SALMs form complexes in brain and heterologous cells. A, rat forebrain (P15) was solubilized with 1% deoxycholate. Proteins were immunoprecipitated with anti-SALM 1–5 antibodies or control IgG and probed with anti-SALM antibodies (SALM1–SALM5 = S1–S5). SALMs 1–3 form heteromeric complexes in brain. SALMs 4 and 5 do not strongly co-immunoprecipitate with SALMs 1–3 from rat brain lysate, suggesting that SALMs 4 and 5 may function as homomeric complexes in brain.

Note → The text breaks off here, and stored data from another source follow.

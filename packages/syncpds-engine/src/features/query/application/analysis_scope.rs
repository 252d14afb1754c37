/*
 * Analysis Scope
 *
 * Enumerates seed queries over every in-scope method, in program order.
 * A generator sees each statement once and proposes queries for it.
 */

use crate::features::query::domain::{BackwardQuery, ForwardQuery, Query};
use crate::shared::models::{Statement, StatementKind};
use crate::shared::ports::ProgramModel;
use rustc_hash::FxHashSet;

/// Proposes seed queries for one statement
pub trait SeedGenerator {
    fn generate(&mut self, stmt: &Statement, kind: &StatementKind) -> Vec<Query>;
}

impl<F> SeedGenerator for F
where
    F: FnMut(&Statement, &StatementKind) -> Vec<Query>,
{
    fn generate(&mut self, stmt: &Statement, kind: &StatementKind) -> Vec<Query> {
        self(stmt, kind)
    }
}

pub struct AnalysisScope<'a> {
    program: &'a dyn ProgramModel,
}

impl<'a> AnalysisScope<'a> {
    pub fn new(program: &'a dyn ProgramModel) -> Self {
        Self { program }
    }

    /// Queries proposed by `generator`, first occurrence kept
    pub fn seeds(&self, generator: &mut dyn SeedGenerator) -> Vec<Query> {
        let mut seen = FxHashSet::default();
        let mut out = Vec::new();
        for method in self.program.methods() {
            if !self.program.in_scope(&method) {
                continue;
            }
            for stmt in self.program.statements(&method) {
                let Some(kind) = self.program.statement(&stmt) else {
                    continue;
                };
                for query in generator.generate(&stmt, kind) {
                    if seen.insert(query.clone()) {
                        out.push(query);
                    }
                }
            }
        }
        out
    }

    /// One forward query per allocation statement
    pub fn allocation_sites(&self) -> Vec<ForwardQuery> {
        let mut generator = |stmt: &Statement, kind: &StatementKind| match kind.lhs() {
            Some(lhs) if kind.is_allocation() => {
                vec![Query::from(ForwardQuery::new(stmt.clone(), lhs.clone()))]
            }
            _ => Vec::new(),
        };
        self.seeds(&mut generator)
            .into_iter()
            .filter_map(|q| match q {
                Query::Forward(q) => Some(q),
                Query::Backward(_) => None,
            })
            .collect()
    }

    /// Backward queries for every argument passed to a call of
    /// `method_name`, asked right before the call
    pub fn arguments_of(&self, method_name: &str) -> Vec<BackwardQuery> {
        let program = self.program;
        let mut generator = |stmt: &Statement, kind: &StatementKind| {
            let Some(call) = kind.invoke_expr() else {
                return Vec::new();
            };
            if call.method_name != method_name {
                return Vec::new();
            }
            let preds = program.predecessors(stmt);
            call.args
                .iter()
                .filter(|arg| !arg.is_static())
                .flat_map(|arg| {
                    preds
                        .iter()
                        .map(move |pred| Query::from(BackwardQuery::new(pred.clone(), arg.clone())))
                })
                .collect()
        };
        self.seeds(&mut generator)
            .into_iter()
            .filter_map(|q| match q {
                Query::Backward(q) => Some(q),
                Query::Forward(_) => None,
            })
            .collect()
    }
}
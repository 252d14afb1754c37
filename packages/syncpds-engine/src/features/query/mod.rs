//! # Query Layer
//!
//! Forward and backward queries on top of the synchronized solver:
//! - flow functions turn statements into solver successors
//! - alias sub-queries resolve field and call-site points of indirection
//! - the on-the-fly call graph grows as receivers get resolved
//!
//! ```text
//! BackwardQuery ─► QueryEngine ─► root SyncPdsSolver
//!                       │              │ POIs
//!                       └─► sub-queries (backward, Reachability)
//!                                      │ allocation sites
//!                       OnTheFlyCallGraph ◄┘
//! ```

pub mod application;
pub mod domain;
pub mod infrastructure;

pub use application::{
    AnalysisContext, AnalysisScope, QueryEngine, SeedGenerator, WholeProgramAnalysis,
};
pub use domain::{
    AccessPath, BackwardQuery, BackwardResults, Direction, ForwardQuery, ForwardResults, Query,
    SolverHandle,
};
pub use infrastructure::{
    DefaultBackwardFlowFunctions, DefaultForwardFlowFunctions, FactFlow, FlowFunctions,
    InMemoryProgram, MethodBuilder, OnTheFlyCallGraph,
};
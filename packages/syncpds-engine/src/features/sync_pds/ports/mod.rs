//! Ports - what the solver needs from the query layer

use super::domain::Expansion;
use crate::features::weights::Weight;
use crate::shared::models::{Field, Method, Node, Statement};

/// Flow knowledge behind the solver
///
/// The solver knows nothing about statements; it asks the expander what a
/// reached node leads to and reports which field labels it carries.
pub trait NodeExpander<W: Weight> {
    /// Successors of a node reached in both automata
    fn expand(&mut self, node: &Node) -> Expansion<W>;

    /// Effects that depend on the field label on top at `node`
    /// (allocation sites, field points of indirection)
    fn observe_field_label(&mut self, node: &Node, label: &Field) -> Expansion<W>;

    /// Call sites that may invoke `method`, for returns past the seed
    fn callers_of(&mut self, method: &Method) -> Vec<Statement>;
}

/// Notified once per node reached in both automata
pub trait ReachableNodeListener {
    fn on_reachable_node(&mut self, node: &Node);
}

impl<F> ReachableNodeListener for F
where
    F: FnMut(&Node),
{
    fn on_reachable_node(&mut self, node: &Node) {
        self(node)
    }
}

B, a longer exposure time of the second panel in A indicates that SALM2 also co-immunoprecipitates with SALM1 and SALM5, but not as abundantly as its association with SALM3. C, SALM1 was co-transfected with SALMs 2–5 in HEK293 cells (transfections shown in columns above the panel; input = immunoblots of the lysates). Proteins were solubilized with RIPA buffer and immunoprecipitated with anti-SALM1 antibodies or control rabbit IgG. Blots were then probed with anti-SALM 1–5. SALMs 2–5 co-immunoprecipitate with SALM1, indicating that all the SALMs can form heteromeric complexes when expressed together in HEK293 cells (asterisk indicates a nonspecific band). D, Myc-SALM1 (S1M) or Myc-SALM1Δ4 (S1MΔ4), which we have previously shown is not expressed on the cell surface (11), were co-transfected with SALM4. Both co-immunoprecipitate with SALM4, suggesting that SALM1 can form a complex with SALM4 within intracellular compartments.